9 Porque sabemos que, depois que Cristo foi ressuscitado dos mortos, já não morre mais; a morte já não mais o domina.

Embora a morte de Cristo fosse no sentido mais absoluto um ato voluntário (Jo 10:17-18; At 2:24), essa rendição voluntária deu à morte tal legítimo “domínio sobre Ele”. Como dissolveu seu domínio sobre nós. Mas isto outrora passado, “morte tem”, mesmo nesse sentido, “domínio sobre Ele não mais”.

10 Pois, ao morrer, ele morreu para o pecado de uma vez por todas; mas, ao viver, vive para Deus.

Pois em que ele morreu, ele morreu – isto é, em obediência às reivindicações de

Pecado uma vez – para todos.

mas no qual ele vive, ele vive – em obediência às reivindicações de Deus.

Deus – Na verdade, nunca houve um tempo em que Cristo não “vivesse para Deus”. Mas nos dias de Sua carne Ele o fez sob o contínuo ônus do pecado “posto sobre ele” (Is 53:6; 2Co 5:21); Considerando que, agora que Ele “afastou o pecado pelo sacrifício de Si mesmo”, Ele “vive para Deus”, a Fiança absolvida e aceita, indiferente e sem nuvens pelas reivindicações do pecado.

11 Assim também vós, considerai que estais mortos para o pecado, mas vivendo para Deus, em Cristo Jesus, nosso Senhor.

Da mesma forma – mesmo como seu próprio Senhor.

também vós considerais mortos de fato – “mortos de um lado”

para o pecado, mas vivo para Deus através de Jesus Cristo nosso Senhor – (As palavras, “nosso Senhor”, no final deste versículo, estão faltando nos melhores manuscritos.)

Nota,

(1) “O antinomianismo não é apenas um erro; é uma falsidade e uma calúnia ”[Hodge]. Que “devemos continuar em pecado que a graça pode abundar”, não só nunca é o sentimento deliberado de qualquer verdadeiro crente na doutrina da graça, mas é abominável para toda mente cristã, como um abuso monstruoso da mais gloriosa de todas as verdades Rm 6:1).

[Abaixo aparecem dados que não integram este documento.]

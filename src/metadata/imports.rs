//! Symbols referenced from other modules.
//!
//! A module that calls into another module records two kinds of rows: a [`TypeRef`] naming the
//! external type together with the module it lives in (its scope), and a [`MemberRef`] naming a
//! method or field on such a type. Both are append-only: once a reference has been handed out as
//! a token, it is never changed or removed.
//!
//! [`References`] is the read-only set of modules imports are taken from.
//!
//! # Key Types
//! - [`TypeRef`] / [`MemberRef`] - Reference rows
//! - [`Symbol`] - A symbol named independently of any token, for resolving across modules
//! - [`References`] - Auxiliary modules opened for importing

use std::{fmt, path::Path};

use log::debug;

use crate::{
    metadata::{
        method::{Method, MethodSignature},
        module::Module,
        token::Token,
        types::{FieldDef, TypeDef},
    },
    Error::{AmbiguousSymbol, MethodNotFound, TypeNotFound},
    Result,
};

/// A type defined in another module.
#[derive(Debug, Clone, PartialEq, Eq)]
pub struct TypeRef {
    /// `TypeRef` token
    pub token: Token,
    /// Name of the module that defines the type
    pub scope: String,
    /// Full name of the type
    pub name: String,
}

/// What kind of member a [`MemberRef`] names, with the information needed to match it.
#[derive(Debug, Clone, PartialEq, Eq, Hash)]
pub enum MemberRefSignature {
    /// A method with this signature
    Method(MethodSignature),
    /// A field of this type
    Field(String),
}

/// A method or field of a type defined in another module.
#[derive(Debug, Clone, PartialEq, Eq)]
pub struct MemberRef {
    /// `MemberRef` token
    pub token: Token,
    /// `TypeRef` token of the declaring type
    pub parent: Token,
    /// Member name
    pub name: String,
    /// Method signature or field type
    pub signature: MemberRefSignature,
}

impl MemberRef {
    /// The signature, if this references a method.
    #[must_use]
    pub fn method_signature(&self) -> Option<&MethodSignature> {
        match &self.signature {
            MemberRefSignature::Method(signature) => Some(signature),
            MemberRefSignature::Field(_) => None,
        }
    }
}

/// A symbol identified by module, type and member names rather than by token.
///
/// Tokens only mean something inside one module; a `Symbol` can be compared across modules and
/// across a save and reload.
#[derive(Debug, Clone, PartialEq, Eq, Hash)]
pub enum Symbol {
    /// A type
    Type {
        /// Defining module
        scope: String,
        /// Full type name
        name: String,
    },
    /// A method or field
    Member {
        /// Defining module
        scope: String,
        /// Full name of the declaring type
        type_name: String,
        /// Member name
        name: String,
        /// Method signature or field type
        signature: MemberRefSignature,
    },
}

impl fmt::Display for Symbol {
    fn fmt(&self, f: &mut fmt::Formatter<'_>) -> fmt::Result {
        match self {
            Symbol::Type { scope, name } => write!(f, "[{scope}]{name}"),
            Symbol::Member {
                scope,
                type_name,
                name,
                signature: MemberRefSignature::Method(signature),
            } => write!(f, "[{scope}]{type_name}::{name} {signature}"),
            Symbol::Member {
                scope,
                type_name,
                name,
                signature: MemberRefSignature::Field(field_type),
            } => write!(f, "[{scope}]{type_name}::{name} : {field_type}"),
        }
    }
}

/// Auxiliary modules that imports are resolved against.
///
/// The modules are parsed once and never mutated.
#[derive(Debug, Default)]
pub struct References {
    modules: Vec<Module>,
}

impl References {
    /// Wraps already loaded modules.
    #[must_use]
    pub fn new(modules: Vec<Module>) -> Self {
        References { modules }
    }

    /// Loads every module in `names` from `directory`.
    ///
    /// # Errors
    /// Returns [`crate::Error::FileNotFound`] naming the first missing file, or the parse error
    /// of the first module that fails to load.
    pub fn open(directory: &Path, names: &[&str]) -> Result<Self> {
        let modules = names
            .iter()
            .map(|name| {
                let path = directory.join(name);
                debug!("Loading reference module {}", path.display());
                Module::from_file(&path)
            })
            .collect::<Result<Vec<_>>>()?;

        Ok(References { modules })
    }

    /// All loaded modules.
    #[must_use]
    pub fn modules(&self) -> &[Module] {
        &self.modules
    }

    /// The module named `name`.
    #[must_use]
    pub fn get(&self, name: &str) -> Option<&Module> {
        self.modules.iter().find(|module| module.name() == name)
    }

    /// Finds the one module that defines `type_name`.
    ///
    /// # Errors
    /// Returns [`crate::Error::TypeNotFound`] if no module defines it and
    /// [`crate::Error::AmbiguousSymbol`] if several do.
    pub fn find_type(&self, type_name: &str) -> Result<(&Module, &TypeDef)> {
        let mut found = self
            .modules
            .iter()
            .filter_map(|module| module.find_type(type_name).ok().map(|ty| (module, ty)));

        let Some(first) = found.next() else {
            return Err(TypeNotFound {
                module: self.scope_list(),
                name: type_name.to_string(),
            });
        };
        if found.next().is_some() {
            return Err(AmbiguousSymbol(type_name.to_string()));
        }
        Ok(first)
    }

    /// Finds a method on a type of any reference module.
    ///
    /// # Errors
    /// See [`References::find_type`] and [`TypeDef::find_method`].
    pub fn find_method(
        &self,
        type_name: &str,
        name: &str,
        params: Option<&[&str]>,
    ) -> Result<(&Module, &Method)> {
        let (module, ty) = self.find_type(type_name)?;
        Ok((module, ty.find_method(name, params)?))
    }

    /// Finds a field on a type of any reference module.
    ///
    /// # Errors
    /// See [`References::find_type`] and [`TypeDef::find_field`].
    pub fn find_field(&self, type_name: &str, name: &str) -> Result<(&Module, &FieldDef)> {
        let (module, ty) = self.find_type(type_name)?;
        Ok((module, ty.find_field(name)?))
    }

    /// Resolves a method symbol to its definition.
    ///
    /// Parameters must match by full type name, so the exact overload is found.
    ///
    /// # Errors
    /// Returns [`crate::Error::TypeNotFound`] if the scope or type is unknown and
    /// [`crate::Error::MethodNotFound`] if `symbol` is not a method of that type.
    pub fn resolve_method(&self, symbol: &Symbol) -> Result<&Method> {
        let Symbol::Member {
            scope,
            type_name,
            name,
            signature: MemberRefSignature::Method(signature),
        } = symbol
        else {
            return Err(MethodNotFound {
                type_name: String::new(),
                name: symbol.to_string(),
            });
        };

        let module = self.get(scope).ok_or_else(|| TypeNotFound {
            module: scope.clone(),
            name: type_name.clone(),
        })?;
        let params: Vec<&str> = signature.params.iter().map(String::as_str).collect();
        let method = module
            .find_type(type_name)?
            .find_method(name, Some(&params))?;

        if method.signature == *signature {
            Ok(method)
        } else {
            Err(MethodNotFound {
                type_name: type_name.clone(),
                name: symbol.to_string(),
            })
        }
    }

    fn scope_list(&self) -> String {
        self.modules
            .iter()
            .map(Module::name)
            .collect::<Vec<_>>()
            .join(", ")
    }
}

#[cfg(test)]
mod tests {
    use super::*;
    use crate::{metadata::method::MethodAttributes, Error};

    fn unity() -> Module {
        let mut module = Module::new("UnityEngine.dll");
        let input = module.add_type("UnityEngine.Input", 1);
        module
            .add_method(
                input,
                MethodAttributes::PUBLIC | MethodAttributes::STATIC,
                "GetKey",
                MethodSignature::new_static(&["UnityEngine.KeyCode"], "System.Boolean"),
                None,
            )
            .unwrap();
        module
    }

    #[test]
    fn find_across_modules() {
        let references = References::new(vec![Module::new("mscorlib.dll"), unity()]);

        let (module, method) = references
            .find_method("UnityEngine.Input", "GetKey", Some(&["KeyCode"]))
            .unwrap();
        assert_eq!(module.name(), "UnityEngine.dll");
        assert_eq!(method.name, "GetKey");

        assert!(matches!(
            references.find_type("System.String"),
            Err(Error::TypeNotFound { .. })
        ));
    }

    #[test]
    fn ambiguous_type() {
        let references = References::new(vec![unity(), unity()]);
        assert!(matches!(
            references.find_type("UnityEngine.Input"),
            Err(Error::AmbiguousSymbol(_))
        ));
    }

    #[test]
    fn resolve_symbol() {
        let references = References::new(vec![unity()]);
        let symbol = Symbol::Member {
            scope: "UnityEngine.dll".to_string(),
            type_name: "UnityEngine.Input".to_string(),
            name: "GetKey".to_string(),
            signature: MemberRefSignature::Method(MethodSignature::new_static(
                &["UnityEngine.KeyCode"],
                "System.Boolean",
            )),
        };

        let method = references.resolve_method(&symbol).unwrap();
        assert_eq!(method.name, "GetKey");
        assert_eq!(
            symbol.to_string(),
            "[UnityEngine.dll]UnityEngine.Input::GetKey static System.Boolean(UnityEngine.KeyCode)"
        );
    }

    #[test]
    fn open_missing_module() {
        let dir = tempfile::tempdir().unwrap();
        let result = References::open(dir.path(), &["mscorlib.dll"]);
        assert!(matches!(result, Err(Error::FileNotFound(path)) if path.ends_with("mscorlib.dll")));
    }
}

(2) Como a morte de Cristo não é apenas a expiação da culpa, mas a morte do próprio pecado em todos os que estão vitalmente unidos a Ele; então a ressurreição de Cristo é a ressurreição dos crentes, não apenas para aceitação com Deus, mas para novidade de vida (Rm 6:2-11).

(3) À luz dessas duas verdades, que todos os que nomeiam o nome de Cristo “examinem a si mesmos se estão na fé”.

12 Portanto, não reine o pecado em vosso corpo mortal, para obedecer a ele em seus maus desejos.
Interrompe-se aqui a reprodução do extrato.